GDS has been looking at how government can save money in business processes through the use of data standards and the interoperability they bring.
Through improving how government processes talk to each other, we can deliver users simple, seamless and connected services. We can also minimise the amount of data shared to achieve a specific purpose.
As government, we can improve productivity by reusing non-personal data that is already available, ensuring our infrastructure and services contain consistent information, and reducing unnecessary demands for data storage.
For those who work in government to analyse data sets, we can improve efficiencies and encourage more data analysis to take place, making us more aware of the impact of new policies or strategies.
Business process relies heavily on spreadsheets
People involved in the business processes put data into spreadsheets and pass them around between each other. One government department told us that their people managed data using spreadsheets around 60% of the time.

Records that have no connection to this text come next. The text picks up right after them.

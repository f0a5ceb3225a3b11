/*
   Streaming zip file reader and writer, in pure Rust.
   Copyright (C) 2022 Matheus Xavier <mxavier@neonimp.com>

   This program is free software: you can redistribute it and/or modify
   it under the terms of the GNU Lesser General Public License as published by
   the Free Software Foundation, either version 3 of the License, or
   (at your option) any later version.

   This program is distributed in the hope that it will be useful,
   but WITHOUT ANY WARRANTY; without even the implied warranty of
   MERCHANTABILITY or FITNESS FOR A PARTICULAR PURPOSE.  See the
   GNU General Public License for more details.

   You should have received a copy of the GNU Lesser General Public License
   along with this program.  If not, see <https://www.gnu.org/licenses/>.
*/

//! Archive writer over a forward-only sink.
//!
//! Entries are written one at a time: [`ZipWriter::begin_entry`] takes a
//! header template, the returned [`EntryWriter`] accepts the payload (as a
//! [`std::io::Write`]), and its [`finish`](EntryWriter::finish) settles how
//! the header reaches the wire: corrected in place when the spool held the
//! whole payload, or followed by a data descriptor when it could not.
//! Closing the archive writes the accumulated central directory and the end
//! records, promoting to the zip64 forms when a count or offset overflows
//! its legacy field.

use crate::codecs::Encoder;
use crate::spool::{BufferPolicy, EntrySpool};
use crate::structures::{
    CentralDirectory, CompressionMethod, DataDescriptor, EndOfCentralDirectory,
    EndOfCentralDirectory64, LocalFileHeader, Zip64Locator, FLAG_DATA_DESCRIPTOR, ZIP64_RECORD_CAP,
    ZIP64_SIZE_CAP, ZIP64_VERSION,
};
use crate::{Result, ZipError, CRC32};
use std::io::{self, Write};

/// Tracks how many bytes went out, which is how local header offsets are
/// known without seeking.
struct CountWriter<W> {
    writer: W,
    count: u64,
}

impl<W> CountWriter<W> {
    fn new(writer: W) -> Self {
        CountWriter { writer, count: 0 }
    }

    fn count(&self) -> u64 {
        self.count
    }

    fn into_inner(self) -> W {
        self.writer
    }
}

impl<W: Write> Write for CountWriter<W> {
    fn write(&mut self, buf: &[u8]) -> io::Result<usize> {
        let written = self.writer.write(buf)?;
        self.count += written as u64;
        Ok(written)
    }

    fn flush(&mut self) -> io::Result<()> {
        self.writer.flush()
    }
}

/// Writes a zip archive to any [`Write`] sink, in a single pass.
pub struct ZipWriter<W: Write> {
    sink: CountWriter<W>,
    policy: BufferPolicy,
    directory: Vec<CentralDirectory>,
    comment: Vec<u8>,
}

impl<W: Write> ZipWriter<W> {
    /// A writer with the default deferred-buffering policy.
    pub fn new(sink: W) -> Self {
        Self::with_policy(sink, BufferPolicy::default())
    }

    pub fn with_policy(sink: W, policy: BufferPolicy) -> Self {
        ZipWriter {
            sink: CountWriter::new(sink),
            policy,
            directory: Vec::new(),
            comment: Vec::new(),
        }
    }

    /// Sets the archive comment written with the end record.
    pub fn set_comment<C: Into<Vec<u8>>>(&mut self, comment: C) {
        self.comment = comment.into();
    }

    /// Opens the next entry. The template's sizes and crc may be zero;
    /// they are settled when the entry finishes.
    pub fn begin_entry(&mut self, header: LocalFileHeader) -> Result<EntryWriter<'_, W>> {
        if header.file_name.len() > u16::MAX as usize {
            return Err(ZipError::InvalidEntry("file name too long".into()));
        }
        if header.extra_field.len() + 20 > u16::MAX as usize {
            return Err(ZipError::InvalidEntry("extra field too long".into()));
        }
        let mut header = header;
        header.flags |= FLAG_DATA_DESCRIPTOR;
        let encoder = Encoder::for_method(header.compression)?;
        let offset = self.sink.count();
        let spool = match self.policy {
            BufferPolicy::Streaming => {
                if header.compression == CompressionMethod::Stored {
                    // A stored payload with descriptor-only sizes cannot be
                    // read back from a forward-only stream.
                    return Err(ZipError::UnknownStoredSize);
                }
                header.write_to(&mut self.sink)?;
                EntrySpool::passthrough(header.clone())
            }
            BufferPolicy::Deferred {
                memory_limit,
                spool_limit,
            } => EntrySpool::begin(header.clone(), memory_limit, spool_limit),
        };
        Ok(EntryWriter {
            archive: self,
            header,
            offset,
            encoder,
            spool,
            crc: CRC32.digest(),
            uncompressed: 0,
        })
    }

    /// Writes the central directory and the end records, and returns the
    /// underlying sink. Zip64 forms are inserted whenever a count, size or
    /// offset overflows its legacy field.
    pub fn finish(mut self) -> Result<W> {
        if self.comment.len() > u16::MAX as usize {
            return Err(ZipError::InvalidEntry("archive comment too long".into()));
        }
        let directory_offset = self.sink.count();
        for entry in &self.directory {
            entry.write_to(&mut self.sink)?;
        }
        let directory_size = self.sink.count() - directory_offset;
        let total_records = self.directory.len() as u64;

        let needs_zip64 = total_records >= ZIP64_RECORD_CAP
            || directory_size >= ZIP64_SIZE_CAP
            || directory_offset >= ZIP64_SIZE_CAP;
        if needs_zip64 {
            let eocd64_offset = self.sink.count();
            let eocd64 = EndOfCentralDirectory64 {
                size_of_end_of_central_directory: 44,
                version_made_by: ZIP64_VERSION,
                version_needed_to_extract: ZIP64_VERSION,
                disk_number: 0,
                first_disk: 0,
                number_of_central_directory_records_on_this_disk: total_records,
                total_number_of_central_directory_records: total_records,
                size_of_central_directory: directory_size,
                offset_of_start_of_central_directory: directory_offset,
                extensible_data_sector: Vec::new(),
            };
            eocd64.write_to(&mut self.sink)?;
            let locator = Zip64Locator {
                first_disk: 0,
                eocd64_offset,
                total_disks: 1,
            };
            locator.write_to(&mut self.sink)?;
        }

        let end = EndOfCentralDirectory {
            disk_number: 0,
            disk_with_central_directory: 0,
            number_of_central_directory_records_on_this_disk: total_records
                .min(ZIP64_RECORD_CAP) as u16,
            total_number_of_central_directory_records: total_records.min(ZIP64_RECORD_CAP) as u16,
            size_of_central_directory: directory_size.min(ZIP64_SIZE_CAP) as u32,
            offset_of_start_of_central_directory: directory_offset.min(ZIP64_SIZE_CAP) as u32,
            zip_file_comment: self.comment,
        };
        end.write_to(&mut self.sink)?;
        self.sink.flush()?;
        Ok(self.sink.into_inner())
    }
}

/// Sink for one entry's payload. Bytes written here are checksummed,
/// compressed, and handed to the spool; call [`finish`](EntryWriter::finish)
/// to settle the entry. Dropping an unfinished entry leaves the archive in
/// an unusable state, mirroring the half-written stream it would produce.
pub struct EntryWriter<'a, W: Write> {
    archive: &'a mut ZipWriter<W>,
    header: LocalFileHeader,
    offset: u64,
    encoder: Encoder,
    spool: EntrySpool,
    crc: crc::Digest<'static, u32>,
    uncompressed: u64,
}
//! Core tensor data structures.
//!
//! This module defines the representation shared by every operation in the
//! crate: dense N-dimensional arrays with a shape and flat row-major data.
//!
//! It supports:
//! - Construction of N-dimensional tensors with shape and row-major data layout
//! - Zero-filled construction for gradients and parameter buffers
//! - Gradient tracking through the [`WithGrad`] wrapper
//! - Compile-time tensor literals via the [`tensor!`] macro
//!
//! ## Design Highlights
//! - Tensors are strongly typed: `Tensor<T>` for any element type. Weights,
//!   data, and gradients use [`Ten64`]; class labels use `Tensor<usize>`, so
//!   there is no duck-typed mixing of floats and indices.
//! - Shape is stored as a `Vec<usize>` and enforced at construction time
//! - `WithGrad<T>` pairs a value with a same-shape gradient buffer
//!
//! ## Limitations
//! - Row-major only
//! - No broadcasting, slicing, or shape inference
//!
//! ## Example
//!
//! ```rust
//! use margin_ai::tensors::Tensor;
//! let t = Tensor::new(vec![2, 3], vec![1.0, 2.0, 3.0, 4.0, 5.0, 6.0]);
//! assert_eq!(t.shape, vec![2, 3]);
//! ```

/// Represents an N-dimensional tensor with a shape and flat row-major data.
///
/// - All elements must be the same type (`T`).
/// - `shape` defines the structure, e.g., `[2, 3]` for a 2×3 matrix.
/// - `data` holds the flattened content in row-major order.
#[derive(Debug, Clone, PartialEq)]
pub struct Tensor<T> {
    pub shape: Vec<usize>,
    pub data: Vec<T>,
}

/// A 64-bit float tensor, the element type used by every kernel in the crate.
pub type Ten64 = Tensor<f64>;

impl<T> Tensor<T> {
    /// Creates a new tensor with the given shape and flat data.
    ///
    /// # Panics
    /// Panics if the number of elements in `data` does not match the shape product.
    pub fn new(shape: impl Into<Vec<usize>>, data: Vec<T>) -> Self {
        let shape = shape.into();
        assert_eq!(
            shape.iter().product::<usize>(),
            data.len(),
            "shape {:?} is incompatible with {} data elements",
            shape,
            data.len()
        );
        Self { shape, data }
    }

    /// Replaces this tensor's data with another tensor of the same shape.
    ///
    /// # Panics
    /// Panics if shapes do not match.
    pub fn update(&mut self, mut other: Tensor<T>) {
        assert_eq!(self.shape, other.shape, "shape mismatch");
        std::mem::swap(&mut self.data, &mut other.data);
    }
}

impl<T: Clone + Default> Tensor<T> {
    /// Creates a zero-filled (default-filled) tensor of the given shape.
    pub fn zeros(shape: impl Into<Vec<usize>>) -> Self {
        let shape = shape.into();
        let len = shape.iter().product();
        Self {
            shape,
            data: vec![T::default(); len],
        }
    }

    /// Creates a zero-filled tensor with the same shape as `self`.
    pub fn zeros_like(&self) -> Self {
        Self::zeros(self.shape.clone())
    }
}

/// A container for tracking gradients of values (used in autograd).
///
/// Typically used as `WithGrad<Ten64>` for parameters such as a weight matrix.
#[derive(Debug, Clone)]
pub struct WithGrad<T> {
    pub value: T,
    pub grad: T,
}

impl<T: Clone + Default> WithGrad<Tensor<T>> {
    /// Wraps a tensor with a zero-initialized gradient of the same shape.
    pub fn new(value: Tensor<T>) -> Self {
        let grad = value.zeros_like();
        Self { value, grad }
    }
}

/// Defines a tensor from nested literal arrays.
///
/// Supports arbitrary dimensionality as long as sublists are uniform in shape.
///
/// # Example
/// ```
/// use margin_ai::tensor;
/// let t = tensor!([[1.0, 2.0], [3.0, 4.0]]);
/// assert_eq!(t.shape, vec![2, 2]);
/// ```
#[macro_export]
macro_rules! tensor {
    ($lit:literal) => {
        $crate::tensors::Tensor::new(Vec::<usize>::new(), vec![$lit])
    };

    ([ $( $inner:tt ),+ $(,)? ]) => {{
        let children = vec![ $( tensor!($inner) ),+ ];
        let first_shape = &children[0].shape;
        assert!(children.iter().all(|c| c.shape == *first_shape),
            "ragged tensor literal (rows have mismatched shapes)");
        let mut shape = vec![children.len()];
        shape.extend_from_slice(first_shape);
        let mut data = Vec::with_capacity(children.len() * children[0].data.len());
        for c in children { data.extend(c.data); }
        $crate::tensors::Tensor::new(shape, data)
    }};

    // Leaf row of numeric literals. The `tt` arm above splits a negative
    // literal (`-0.2`) into two token trees and fails to match, so rows
    // containing negatives fall through to here, where the `literal`
    // fragment matches the optional leading `-`.
    ([ $( $elem:literal ),+ $(,)? ]) => {{
        let data = vec![ $( $elem ),+ ];
        let shape = vec![data.len()];
        $crate::tensors::Tensor::new(shape, data)
    }};
}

On GOV.UK alone, we found 31,121 files with spreadsheet extensions (like .ods, .xlsx or .xls) and 19,251 CSV files, many of which were not in the suggested tidy, tabular data format.
The GDS Registers team previously found users do not consider the things they put into spreadsheets to be data and we found that they treat spreadsheets just like any other office productivity tool.
Spreadsheets give their users autonomy and agency
Spreadsheets seem to give users a sense of control and allow them the flexibility they need when executing a predefined business process. Affordances such as whitespace and formatting make them easy to use.
We have recognised that people are an essential part of the business process rather than just being the owners and implementers of it. People adjust how they work and are continuously making the process safer. For example, they are able to spot potential fraud or mistakes and know how to take steps to correct things. As found by Richard Cook, the human role in the process is often as producers of information and defenders against poor data management and analysis.
Efforts to replace spreadsheets frequently fail
With this in mind, it becomes easier to understand why efforts to replace humans and spreadsheets with a more rigidly defined piece of software frequently fail.
There are often cases where people receive a digital service from their developers and all goes well for a while. Eventually they would like to make a small change to the system. They hear that this change will cost some money or perhaps take a small number of days to implement. In the meantime they go back to their spreadsheets. Because they're not in direct control of their own tools they gradually revert back to their spreadsheet-based workflows.
Therefore, not only is the most valuable government data currently locked up in spreadsheets, it looks like it will remain so going forward.
Extracting structured data from spreadsheets
Since spreadsheets are probably here to stay, We've been looking at how to extract structured data from them.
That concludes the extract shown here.